The first step, Bowser said, is preventing sexual abuse on campus in the first place. Students are notified before classes even begin about resources that are available and the campus' safety information. This year, this information will also be part of the mandatory student orientation. The model program will include informing the new students of their rights on campus and how the SaVE Act affects them personally. Bowser stresses that this is already being done, but it will now be part of the mandatory orientation.
There are also more than 100 security cameras on campus, but that technology is coupled with some good, old-fashioned reporting skills.
"The best eyes and ears are still our students and faculty themselves," Bowser said. "They know they can call the security number. It really does take a village — we're all the eyes and ears."

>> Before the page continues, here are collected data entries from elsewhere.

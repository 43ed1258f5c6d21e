use crate::classifier::ClassifierKind;
use crate::diagnostic::DEFAULT_ATTENTION_THRESHOLD;
use crate::monitor::{MonitorParams, DEFAULT_ZSCORE_WINDOW};
use crate::workbook::{ReportFormat, ScoreBands};
use anyhow::{anyhow, Result};
use chrono::NaiveDate;
use std::collections::HashMap;
use std::path::PathBuf;

pub const DEFAULT_ASSETS: [&str; 13] = [
    "TRIS3.SA", "SAPR4.SA", "KLBN3.SA", "UNIP6.SA", "PETR4.SA", "CPFE3.SA", "ITSA4.SA",
    "SANB11.SA", "BBAS3.SA", "ABCB4.SA", "WEGE3.SA", "GGBR4.SA", "VALE3.SA",
];
pub const DEFAULT_BENCHMARK: &str = "^BVSP";
pub const DEFAULT_START_DATE: &str = "2000-01-01";
pub const DEFAULT_MODEL_DIR: &str = "models";
pub const DEFAULT_OUTPUT_DIR: &str = "outputs";
pub const DEFAULT_YAHOO_CHART_URL: &str = "https://query1.finance.yahoo.com/v8/finance/chart";

/// Every setting key the monitor reads from the environment.
pub const SETTING_KEYS: [&str; 12] = [
    "MONITOR_ASSETS",
    "MONITOR_BENCHMARK",
    "MONITOR_START_DATE",
    "MONITOR_ZSCORE_WINDOW",
    "MONITOR_ATTENTION_THRESHOLD",
    "MONITOR_SCORE_GREEN_BELOW",
    "MONITOR_SCORE_YELLOW_BELOW",
    "MONITOR_MODEL_DIR",
    "MONITOR_CLASSIFIER",
    "MONITOR_OUTPUT_DIR",
    "MONITOR_REPORT_FORMAT",
    "YAHOO_CHART_URL",
];

#[derive(Debug, Clone, PartialEq)]
pub struct MonitorSettings {
    pub assets: Vec<String>,
    pub benchmark: String,
    pub start_date: NaiveDate,
    pub params: MonitorParams,
    pub score_bands: ScoreBands,
    pub model_dir: PathBuf,
    pub classifier: ClassifierKind,
    pub output_dir: PathBuf,
    pub report_format: ReportFormat,
    pub yahoo_chart_url: String,
}

impl MonitorSettings {
    pub fn from_settings_map(settings: &HashMap<String, String>) -> Result<Self> {
        let assets = match setting(settings, "MONITOR_ASSETS") {
            Some(_) => setting_list(settings, "MONITOR_ASSETS")?,
            None => DEFAULT_ASSETS.iter().map(|asset| asset.to_string()).collect(),
        };
        let benchmark = setting(settings, "MONITOR_BENCHMARK")
            .unwrap_or(DEFAULT_BENCHMARK)
            .to_string();
        let start_date = setting_date(settings, "MONITOR_START_DATE", DEFAULT_START_DATE)?;
        let zscore_window =
            setting_usize(settings, "MONITOR_ZSCORE_WINDOW", DEFAULT_ZSCORE_WINDOW, 2)?;
        let attention_threshold = setting_f64(
            settings,
            "MONITOR_ATTENTION_THRESHOLD",
            DEFAULT_ATTENTION_THRESHOLD,
            Some(0.0),
            Some(1.0),
        )?;
        let defaults = ScoreBands::default();
        let green_below = setting_f64(
            settings,
            "MONITOR_SCORE_GREEN_BELOW",
            defaults.green_below,
            Some(0.0),
            Some(1.0),
        )?;
        let yellow_below = setting_f64(
            settings,
            "MONITOR_SCORE_YELLOW_BELOW",
            defaults.yellow_below,
            Some(0.0),
            Some(1.0),
        )?;
        let raw_classifier = setting(settings, "MONITOR_CLASSIFIER").unwrap_or("logistic");
        let classifier = ClassifierKind::parse(raw_classifier).ok_or_else(|| {
            anyhow!(
                "MONITOR_CLASSIFIER must be logistic or lightgbm (value: {})",
                raw_classifier
            )
        })?;
        let raw_format = setting(settings, "MONITOR_REPORT_FORMAT").unwrap_or("xlsx");
        let report_format = ReportFormat::parse(raw_format).ok_or_else(|| {
            anyhow!(
                "MONITOR_REPORT_FORMAT must be xlsx or csv (value: {})",
                raw_format
            )
        })?;

        if assets.iter().any(|asset| asset == &benchmark) {
            return Err(anyhow!(
                "MONITOR_BENCHMARK ({}) must not be one of the monitored assets",
                benchmark
            ));
        }
        if yellow_below < green_below {
            return Err(anyhow!(
                "MONITOR_SCORE_YELLOW_BELOW ({}) must be >= MONITOR_SCORE_GREEN_BELOW ({})",
                yellow_below,
                green_below
            ));
        }

        Ok(Self {
            assets,
            benchmark,
            start_date,
            params: MonitorParams {
                zscore_window,
                attention_threshold,
            },
            score_bands: ScoreBands {
                green_below,
                yellow_below,
            },
            model_dir: PathBuf::from(
                setting(settings, "MONITOR_MODEL_DIR").unwrap_or(DEFAULT_MODEL_DIR),
            ),
            classifier,
            output_dir: PathBuf::from(
                setting(settings, "MONITOR_OUTPUT_DIR").unwrap_or(DEFAULT_OUTPUT_DIR),
            ),
            report_format,
            yahoo_chart_url: setting(settings, "YAHOO_CHART_URL")
                .unwrap_or(DEFAULT_YAHOO_CHART_URL)
                .trim_end_matches('/')
                .to_string(),
        })
    }

    /// Benchmark first, then the assets in configured order.
    pub fn symbols(&self) -> Vec<String> {
        std::iter::once(self.benchmark.clone())
            .chain(self.assets.iter().cloned())
            .collect()
    }
}

impl Default for MonitorSettings {
    fn default() -> Self {
        Self {
            assets: DEFAULT_ASSETS.iter().map(|asset| asset.to_string()).collect(),
            benchmark: DEFAULT_BENCHMARK.to_string(),
            start_date: NaiveDate::from_ymd_opt(2000, 1, 1).unwrap_or(NaiveDate::MIN),
            params: MonitorParams::default(),
            score_bands: ScoreBands::default(),
            model_dir: PathBuf::from(DEFAULT_MODEL_DIR),
            classifier: ClassifierKind::Logistic,
            output_dir: PathBuf::from(DEFAULT_OUTPUT_DIR),
            report_format: ReportFormat::Xlsx,
            yahoo_chart_url: DEFAULT_YAHOO_CHART_URL.to_string(),
        }
    }
}

fn setting<'a>(settings: &'a HashMap<String, String>, key: &str) -> Option<&'a str> {
    settings
        .get(key)
        .map(|value| value.trim())
        .filter(|value| !value.is_empty())
}

fn setting_date(settings: &HashMap<String, String>, key: &str, default: &str) -> Result<NaiveDate> {
    let raw = setting(settings, key).unwrap_or(default);
    NaiveDate::parse_from_str(raw, "%Y-%m-%d").map_err(|_| {
        anyhow!(
            "Setting {} must be a date in YYYY-MM-DD format (value: {})",
            key,
            raw
        )
    })
}

fn setting_f64(
    settings: &HashMap<String, String>,
    key: &str,
    default: f64,
    min: Option<f64>,
    max: Option<f64>,
) -> Result<f64> {
    let Some(raw) = setting(settings, key) else {
        return Ok(default);
    };
    let value = raw
        .parse::<f64>()
        .map_err(|_| anyhow!("Setting {} must be a number (value: {})", key, raw))?;
    if !value.is_finite() {
        return Err(anyhow!("Setting {} must be finite (value: {})", key, raw));
    }
    if let Some(min_value) = min {
        if value < min_value {
            return Err(anyhow!(
                "Setting {} must be >= {} (value: {})",
                key,
                min_value,
                raw
            ));
        }
    }
    if let Some(max_value) = max {
        if value > max_value {
            return Err(anyhow!(
                "Setting {} must be <= {} (value: {})",
                key,
                max_value,
                raw
            ));
        }
    }
    Ok(value)
}

fn setting_usize(
    settings: &HashMap<String, String>,
    key: &str,
    default: usize,
    min: usize,
) -> Result<usize> {
    let Some(raw) = setting(settings, key) else {
        return Ok(default);
    };
    let value = raw
        .parse::<usize>()
        .map_err(|_| anyhow!("Setting {} must be a non-negative integer (value: {})", key, raw))?;
    if value < min {
        return Err(anyhow!(
            "Setting {} must be >= {} (value: {})",
            key,
            min,
            raw
        ));
    }
    Ok(value)
}

fn setting_list(settings: &HashMap<String, String>, key: &str) -> Result<Vec<String>> {
    let raw = setting(settings, key).ok_or_else(|| anyhow!("Missing required setting {}", key))?;
    let trimmed = raw.trim_matches(|c| c == '[' || c == ']');
    let mut values: Vec<String> = Vec::new();

    for part in trimmed.split(|c: char| c == ',' || c.is_whitespace()) {
        let entry = part.trim().trim_matches(|c| c == '"' || c == '\'');
        if entry.is_empty() {
            continue;
        }
        let symbol = entry.to_uppercase();
        if !values.contains(&symbol) {
            values.push(symbol);
        }
    }

    if values.is_empty() {
        return Err(anyhow!(
            "Setting {} must contain at least one symbol (value: {})",
            key,
            raw
        ));
    }

    Ok(values)
}

#[cfg(test)]
mod tests {
    use super::*;

    fn map(entries: &[(&str, &str)]) -> HashMap<String, String> {
        entries
            .iter()
            .map(|(key, value)| (key.to_string(), value.to_string()))
            .collect()
    }

    #[test]
    fn empty_map_yields_defaults() {
        let settings = MonitorSettings::from_settings_map(&HashMap::new()).unwrap();
        assert_eq!(settings, MonitorSettings::default());
        assert_eq!(settings.params.zscore_window, 24);
        assert_eq!(settings.params.attention_threshold, 0.60);
        assert_eq!(settings.assets.len(), 13);
        assert_eq!(settings.symbols()[0], "^BVSP");
        assert_eq!(settings.report_format, ReportFormat::Xlsx);
    }

    #[test]
    fn overrides_are_parsed() {
        let settings = MonitorSettings::from_settings_map(&map(&[
            ("MONITOR_ASSETS", "[aaa, BBB  ccc,aaa]"),
            ("MONITOR_BENCHMARK", "^GSPC"),
            ("MONITOR_START_DATE", "2010-06-30"),
            ("MONITOR_ZSCORE_WINDOW", "36"),
            ("MONITOR_ATTENTION_THRESHOLD", "0.7"),
            ("MONITOR_CLASSIFIER", "lightgbm"),
            ("MONITOR_REPORT_FORMAT", "CSV"),
            ("YAHOO_CHART_URL", "http://localhost:9000/chart/"),
        ]))
        .unwrap();

        assert_eq!(settings.assets, vec!["AAA", "BBB", "CCC"]);
        assert_eq!(settings.benchmark, "^GSPC");
        assert_eq!(settings.start_date, NaiveDate::from_ymd_opt(2010, 6, 30).unwrap());
        assert_eq!(settings.params.zscore_window, 36);
        assert_eq!(settings.params.attention_threshold, 0.7);
        assert_eq!(settings.classifier, ClassifierKind::LightGbm);
        assert_eq!(settings.report_format, ReportFormat::Csv);
        assert_eq!(settings.yahoo_chart_url, "http://localhost:9000/chart");
    }

    #[test]
    fn invalid_values_are_rejected() {
        for (key, value) in [
            ("MONITOR_ZSCORE_WINDOW", "1"),
            ("MONITOR_ZSCORE_WINDOW", "twelve"),
            ("MONITOR_ATTENTION_THRESHOLD", "1.5"),
            ("MONITOR_START_DATE", "01/01/2000"),
            ("MONITOR_CLASSIFIER", "forest"),
            ("MONITOR_REPORT_FORMAT", "ods"),
            ("MONITOR_ASSETS", ", ,"),
            ("MONITOR_ASSETS", "^BVSP"),
        ] {
            let result = MonitorSettings::from_settings_map(&map(&[(key, value)]));
            assert!(result.is_err(), "{key}={value} should be rejected");
        }
    }

    #[test]
    fn score_bands_must_be_ordered() {
        let result = MonitorSettings::from_settings_map(&map(&[
            ("MONITOR_SCORE_GREEN_BELOW", "0.5"),
            ("MONITOR_SCORE_YELLOW_BELOW", "0.2"),
        ]));
        assert!(result.is_err());
    }
}
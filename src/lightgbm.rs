//! Minimal evaluator for binary LightGBM text dumps.

use crate::classifier::ProbabilisticClassifier;
use crate::error::{MonitorError, MonitorResult};
use std::str::FromStr;

fn invalid(message: impl Into<String>) -> MonitorError {
    MonitorError::ModelUnavailable(format!("LightGBM model invalid: {}", message.into()))
}

#[derive(Debug)]
struct LightGbmTree {
    split_features: Vec<usize>,
    thresholds: Vec<f64>,
    left_child: Vec<i32>,
    right_child: Vec<i32>,
    leaf_values: Vec<f64>,
    shrinkage: f64,
}

impl LightGbmTree {
    /// Builds a tree from the `key=value` lines between two `Tree=` markers.
    fn from_block(block: &[&str]) -> MonitorResult<Self> {
        let mut num_leaves: Option<usize> = None;
        let mut split_features = Vec::new();
        let mut thresholds = Vec::new();
        let mut left_child = Vec::new();
        let mut right_child = Vec::new();
        let mut leaf_values = Vec::new();
        let mut shrinkage = 1.0;

        for (key, value) in block.iter().filter_map(|line| split_entry(line)) {
            match key {
                "num_leaves" => num_leaves = Some(scalar(key, value)?),
                "split_feature" => split_features = list(key, value)?,
                "threshold" => thresholds = list(key, value)?,
                "left_child" => left_child = list(key, value)?,
                "right_child" => right_child = list(key, value)?,
                "leaf_value" => leaf_values = list(key, value)?,
                "shrinkage" => shrinkage = scalar(key, value)?,
                _ => {}
            }
        }

        let internal_nodes = split_features.len();
        if thresholds.len() != internal_nodes
            || left_child.len() != internal_nodes
            || right_child.len() != internal_nodes
        {
            return Err(invalid("split/child/threshold length mismatch"));
        }

        let declared_leaves = num_leaves.unwrap_or(leaf_values.len());
        if declared_leaves != leaf_values.len() || leaf_values.is_empty() {
            return Err(invalid(format!(
                "leaf count mismatch: expected {declared_leaves}, found {}",
                leaf_values.len()
            )));
        }

        Ok(Self {
            split_features,
            thresholds,
            left_child,
            right_child,
            leaf_values,
            shrinkage,
        })
    }

    fn predict(&self, features: &[f64]) -> f64 {
        // Stumps with a single leaf have no internal nodes.
        if self.split_features.is_empty() {
            return self.leaf_values[0] * self.shrinkage;
        }

        let mut node_idx = 0usize;
        loop {
            let feature_idx = self.split_features[node_idx];
            let feature_value = features.get(feature_idx).copied().unwrap_or(0.0);
            let child = if feature_value <= self.thresholds[node_idx] {
                self.left_child[node_idx]
            } else {
                self.right_child[node_idx]
            };

            if child < 0 {
                let leaf_idx = (-child - 1) as usize;
                return self.leaf_values.get(leaf_idx).copied().unwrap_or_default()
                    * self.shrinkage;
            }

            node_idx = child as usize;
            if node_idx >= self.split_features.len() {
                return 0.0;
            }
        }
    }
}

/// Binary-objective booster; the positive class probability is
/// `sigmoid(sigmoid_coef * sum(tree outputs))`.
#[derive(Debug)]
pub struct LightGbmClassifier {
    trees: Vec<LightGbmTree>,
    feature_count: usize,
    sigmoid: f64,
}

impl LightGbmClassifier {
    pub fn from_model_text(text: &str) -> MonitorResult<Self> {
        let text = text.trim();
        if text.is_empty() {
            return Err(invalid("model text was empty"));
        }

        // Header lines precede the first `Tree=`; everything after
        // `end of trees` (importances, parameters) is ignored.
        let mut header: Vec<&str> = Vec::new();
        let mut blocks: Vec<Vec<&str>> = Vec::new();
        for line in text.lines().map(str::trim).filter(|line| !line.is_empty()) {
            if line.starts_with("end of trees") {
                break;
            }
            if line.starts_with("Tree=") {
                blocks.push(Vec::new());
                continue;
            }
            match blocks.last_mut() {
                Some(block) => block.push(line),
                None => header.push(line),
            }
        }

        let mut sigmoid = 1.0;
        let mut max_feature_idx: Option<usize> = None;
        for (key, value) in header.iter().filter_map(|line| split_entry(line)) {
            match key {
                "objective" => sigmoid = binary_sigmoid(value)?,
                "max_feature_idx" => max_feature_idx = Some(scalar(key, value)?),
                _ => {}
            }
        }

        let trees = blocks
            .iter()
            .map(|block| LightGbmTree::from_block(block))
            .collect::<MonitorResult<Vec<_>>>()?;
        if trees.is_empty() {
            return Err(invalid("model contained no trees"));
        }

        let feature_count = match max_feature_idx {
            Some(idx) => idx + 1,
            None => {
                trees
                    .iter()
                    .flat_map(|tree| tree.split_features.iter().copied())
                    .max()
                    .unwrap_or(0)
                    + 1
            }
        };

        Ok(Self {
            trees,
            feature_count,
            sigmoid,
        })
    }
}

impl ProbabilisticClassifier for LightGbmClassifier {
    fn num_features(&self) -> usize {
        self.feature_count
    }

    fn predict_probability(&self, features: &[f64]) -> MonitorResult<f64> {
        if features.len() != self.feature_count {
            return Err(MonitorError::FeatureShapeMismatch {
                expected: format!("{} feature(s)", self.feature_count),
                found: format!("{} feature(s)", features.len()),
            });
        }

        let raw_score: f64 = self.trees.iter().map(|tree| tree.predict(features)).sum();
        let logit = raw_score * self.sigmoid;
        Ok((1.0 / (1.0 + (-logit).exp())).clamp(0.0, 1.0))
    }
}

fn split_entry(line: &str) -> Option<(&str, &str)> {
    let (key, value) = line.split_once('=')?;
    Some((key.trim(), value.trim()))
}

fn scalar<T: FromStr>(key: &str, value: &str) -> MonitorResult<T> {
    value
        .parse()
        .map_err(|_| invalid(format!("{key} has unreadable value \"{value}\"")))
}

fn list<T: FromStr>(key: &str, value: &str) -> MonitorResult<Vec<T>> {
    value
        .split_whitespace()
        .map(|token| scalar(key, token))
        .collect()
}

/// Sigmoid coefficient of a `binary sigmoid:<coef>` objective. Any other
/// objective, or a non-positive coefficient, makes the model unusable.
fn binary_sigmoid(objective: &str) -> MonitorResult<f64> {
    let mut tokens = objective.split_whitespace();
    if tokens.next() != Some("binary") {
        return Err(invalid(format!(
            "only binary objectives are supported ({objective})"
        )));
    }

    let coefficient = tokens
        .filter_map(|token| token.split_once(':'))
        .find(|(name, _)| *name == "sigmoid")
        .map(|(name, raw)| scalar::<f64>(name, raw))
        .transpose()?
        .unwrap_or(1.0);
    if !(coefficient.is_finite() && coefficient > 0.0) {
        return Err(invalid(format!("sigmoid must be positive ({objective})")));
    }
    Ok(coefficient)
}

#[cfg(test)]
mod tests {
    use super::*;

    fn stump_model_text() -> &'static str {
        "objective=binary sigmoid:1\nmax_feature_idx=5\nTree=0\nnum_leaves=2\nsplit_feature=4\nthreshold=0\nleft_child=-1\nright_child=-2\nleaf_value=2 -2\nshrinkage=1\nend of trees\n"
    }

    #[test]
    fn negative_lagged_zscore_raises_probability() {
        let model = LightGbmClassifier::from_model_text(stump_model_text()).unwrap();
        assert_eq!(model.num_features(), 6);

        let weak = model
            .predict_probability(&[0.0, 0.0, 0.0, 0.0, -1.0, 0.0])
            .unwrap();
        let strong = model
            .predict_probability(&[0.0, 0.0, 0.0, 0.0, 1.0, 0.0])
            .unwrap();
        assert!((weak - 1.0 / (1.0 + (-2.0f64).exp())).abs() < 1e-12);
        assert!(strong < 0.5);
    }

    #[test]
    fn multiclass_models_are_rejected() {
        let text = "objective=multiclass num_class:3\nTree=0\nnum_leaves=1\nleaf_value=0.1\n";
        let err = LightGbmClassifier::from_model_text(text).unwrap_err();
        assert!(matches!(err, MonitorError::ModelUnavailable(_)));
    }

    #[test]
    fn empty_model_text_is_unavailable() {
        assert!(LightGbmClassifier::from_model_text("   ").is_err());
        assert!(LightGbmClassifier::from_model_text("objective=binary sigmoid:1\n").is_err());
    }

    #[test]
    fn objective_options_are_read_by_name() {
        let text = stump_model_text().replace("sigmoid:1", "boost_from_average:1 sigmoid:2");
        let model = LightGbmClassifier::from_model_text(&text).unwrap();
        let weak = model
            .predict_probability(&[0.0, 0.0, 0.0, 0.0, -1.0, 0.0])
            .unwrap();
        assert!((weak - 1.0 / (1.0 + (-4.0f64).exp())).abs() < 1e-12);

        let broken = stump_model_text().replace("sigmoid:1", "sigmoid:-1");
        assert!(LightGbmClassifier::from_model_text(&broken).is_err());
    }

    #[test]
    fn trailing_sections_after_trees_are_ignored() {
        let text = format!(
            "{}\nfeature_importances:\nzscore_lag1=1\n\nparameters:\n[boosting: gbdt]\nend of parameters\n",
            stump_model_text()
        );
        let model = LightGbmClassifier::from_model_text(&text).unwrap();
        assert_eq!(model.trees.len(), 1);
    }

    #[test]
    fn unreadable_tree_values_are_rejected() {
        let text = stump_model_text().replace("leaf_value=2 -2", "leaf_value=2 oops");
        let err = LightGbmClassifier::from_model_text(&text).unwrap_err();
        assert!(err.to_string().contains("leaf_value"));
    }

    #[test]
    fn wrong_arity_is_shape_mismatch() {
        let model = LightGbmClassifier::from_model_text(stump_model_text()).unwrap();
        let err = model.predict_probability(&[0.0; 3]).unwrap_err();
        assert!(matches!(err, MonitorError::FeatureShapeMismatch { .. }));
    }
}
//! Persistence rule: a weak regime needs two consecutive below-average periods.

/// 1 where the z-score is negative. Undefined z-scores never count as weak.
pub fn weak_signals(zscores: &[Option<f64>]) -> Vec<u8> {
    zscores
        .iter()
        .map(|z| u8::from(matches!(z, Some(value) if *value < 0.0)))
        .collect()
}

/// Label series: 1 at `t` iff the weak signal holds at both `t` and `t - 1`.
pub fn regime_labels(zscores: &[Option<f64>]) -> Vec<u8> {
    let weak = weak_signals(zscores);
    weak.iter()
        .enumerate()
        .map(|(idx, signal)| {
            let previous = idx.checked_sub(1).map(|prev| weak[prev]).unwrap_or(0);
            u8::from(*signal == 1 && previous == 1)
        })
        .collect()
}

/// Label of the most recent period. `None` unless both the latest z-score
/// and the one before it are defined.
pub fn latest_label(zscores: &[Option<f64>]) -> Option<u8> {
    match zscores {
        [.., Some(previous), Some(current)] => Some(u8::from(*previous < 0.0 && *current < 0.0)),
        _ => None,
    }
}

#[cfg(test)]
mod tests {
    use super::*;

    #[test]
    fn single_negative_period_is_noise() {
        let z = vec![Some(0.5), Some(-1.0), Some(0.2)];
        assert_eq!(regime_labels(&z), vec![0, 0, 0]);
    }

    #[test]
    fn two_consecutive_negatives_trigger_label() {
        let z = vec![Some(0.5), Some(-1.0), Some(-0.1), Some(-0.3), Some(0.4)];
        assert_eq!(regime_labels(&z), vec![0, 0, 1, 1, 0]);
        assert_eq!(latest_label(&z), Some(0));
    }

    #[test]
    fn undefined_zscore_breaks_persistence() {
        let z = vec![Some(-1.0), None, Some(-1.0), Some(-2.0)];
        assert_eq!(weak_signals(&z), vec![1, 0, 1, 1]);
        assert_eq!(regime_labels(&z), vec![0, 0, 0, 1]);
    }

    #[test]
    fn zero_zscore_is_not_weak() {
        let z = vec![Some(0.0), Some(0.0)];
        assert_eq!(latest_label(&z), Some(0));
        assert_eq!(latest_label(&[]), None);
    }

    #[test]
    fn latest_label_needs_both_recent_zscores() {
        assert_eq!(latest_label(&[None, None, None]), None);
        assert_eq!(latest_label(&[Some(-1.0), None]), None);
        assert_eq!(latest_label(&[None, Some(-1.0)]), None);
        assert_eq!(latest_label(&[Some(-1.0)]), None);
        assert_eq!(latest_label(&[None, Some(-1.0), Some(-0.2)]), Some(1));
    }
}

Perhaps most importantly, Indian Hills officials meet once a week for a threat assessment. Bowser says that directors of each department talk about potential threats on campus, often based on reports given by students, teachers and faculty, and make plans on how to handle them. This may mean talking to a student individually or reviewing policy on specific situations.
Jackie Greenfield, director of student health and wellness at Indian Hills, says one important piece of the puzzle is providing as much information about preventing sexual abuse as possible.
"We do a program here once or twice a year with nationally recognized speakers. They talk about what true assault is and advocacy," she explained. "SaVE makes us, and other schools across the country, accountable. It's about education and prevention."
The second part of the plan is to handle situations as they arise. When assault is reported on campus, it is reported to the Ottumwa Police Department. Greenfield says that health and wellness services, including counseling, are available.